Published August 18, 2025 by helentastic67

Dear Channel 10 

You fucked up! Not here to make friends just influence people.

A few months ago, people started reporting my favourite news program to be shit-canned. I thought there was time, not that I imagined I could influence some kind of reprieve. But only as a week later a deadline was announced and it was a foregone conclusion. 

My favourite news program would include actual news, comedians and even musicians. So much wrapped up into an hour six days a week. I found if I was ill informed on a particular topic or just oblivious or naive it was explained in bite sized pieces so I could understand. I understood why there was a stampede at the Wall of Mecca back in 1015.

I know, what? There was a stampede where people were crushed and it wasn’t at some music concert or festival. But interesting and questionable how these happen in today’s modern times? 

The most informed and completely unlike me individual host being Waleed Ali, someone I quote daily. He was often given the tough job to report like why there is another mass shooting in America. (he will start with how much he hates it) Because mass shootings generally don’t occur in Australia, we just can’t get our heads around why and how this can happen again and again and over again. Just how the fuck it keeps happening?

Have I mentioned we don’t have guns in Australia? Well, not like other countries at least.  We have had some machete and knife incidents we are not well pleased with. You can search for Waleed Ali’s social media presence, but I don’t believe he has one. I didn’t check because it is well mentioned on the show he has zero interest in an online persona. 

I believe he is part of a podcast which is something I don’t do. But in short, He is from Melbourne, Australia with Egyptian heritage. He was raised on Vegemite and the locally produced music program “Countdown” as I was. 

He is actually younger than I am, by six years. I didn’t stalk; I just asked Google. Oh, he’s Muslim, which I am not. But in short, he’s a TV personality, Lawyer and sometime lecturer. I’ve met students he has taught.  He’s married and has children. He’s a disability advocate and most importantly is credited by me daily for the line – “Bandaid on a bullet wound!” Because it’s often the best way to describe life with disabilities and how others try to shorthand a fix for a problem I must then revisit over and over again. 

Anyway, way, back to how royally Channel 10 fucked up! Should I have premised this post with a swear warning? Or set myself a swear limit? As if!

I think Channel 10 executives were so trying to get the Millennial audience they lost the Gen X and older audience. 

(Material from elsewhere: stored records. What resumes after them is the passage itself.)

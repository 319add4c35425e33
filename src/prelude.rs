//! Convenient imports for common functionality.
//!
//! Brings the capability traits, the query/parameter types and the backend handles into
//! scope with one `use sqlcap::prelude::*;`.

pub use crate::capability::{
    Execer, Inserter, Pinger, Preparer, QueryExecer, Queryer, Sqler, Statement,
    TransactionStarter, Transactioner,
};
pub use crate::context::QueryContext;
pub use crate::error::SqlCapError;
pub use crate::helpers::{count, query_each};
pub use crate::interpolation::{
    InterpolationStrategy, MSSQL_AT, POSTGRES_DOLLAR, PlaceholderStyle, QUESTION_MARK,
    SQLITE_NUMBERED,
};
pub use crate::param::{Bindings, QueryParams};
pub use crate::results::{ExecResult, FromRowValue, InsertResult, Rows};
pub use crate::txn::run_in_transaction;
pub use crate::types::{IsolationLevel, RowValues, TxOptions};

#[cfg(feature = "postgres")]
pub use crate::postgres::{PgDb, PgStatement, PgTx, PgTxStatement, PostgresOptions};

#[cfg(feature = "sqlite")]
pub use crate::sqlite::{
    SqliteDb, SqliteOptions, SqliteOptionsBuilder, SqliteStatement, SqliteTx, SqliteTxStatement,
};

I mean, the Millennials as far as I can tell won’t take a job unless they get paid $100 grand a year and they holiday like retiree’s and spend their cash on smashed avo. But complain they can’t afford a mortgage or cover their HECS debt. They are not prioritising being sat home to watch the news at night they are out for dinner at expensive restaurants. 

Had not intended to throw all millennials under the bus however, I spent my youth working and studying in the only course that exists where I wouldn’t get a job because I was a woman, a straight woman, without a car or a driver’s license. Ah, I am studying Visual merchandising. Because I didn’t get into what I wanted to study but I needed life to start in Melbourne, so I jumped. Had to get the hell outta Dodge.

FYI, Window dressing jobs at the big department stores were only employing older gay men! or when management was away, they might employ a female. I couldn’t do freelance without an ability to get around. (no car or driver’s license) And my photos didn’t turn out so no folio to find work. 

I was also in my twenties in the 90’s when there was a recession. You grabbed any work you could find and you had to hustle. Hence, my commitment to Hospo and keeping myself busy. 

Side Bar. I only learnt a few years ago when I was working in the club scene in my twenties I was working in Hospo. Which is short for Hospitality. I will circle back to this another day indeed.

Also, from what I can tell the Millennial generation is getting all their news from social media the algorithm’s giving them all the things they are interested and only that. It must be nice to have a belief system not based on history and legacy. 

But going back to the stupidity of Channel 10 Exec’s? Yes, they bragged there would be a super awesome replacement. Paraphrasing somewhat. My bad, it wasn’t. I’ve watched it twice. It was dry. Bland and very boring. If I wanted that I could watch other channels. So, this now is to be replaced with a streamlined version of the 16+ year long program called the Project. When that will happen is anybody’s guess? 

As Promised

Published February 9, 2025 by helentastic67

As Promised

This is as promised my fifth post in a session of writing. I’m on a roll. I might even try to finish open a more positive note. No promises see what I can do?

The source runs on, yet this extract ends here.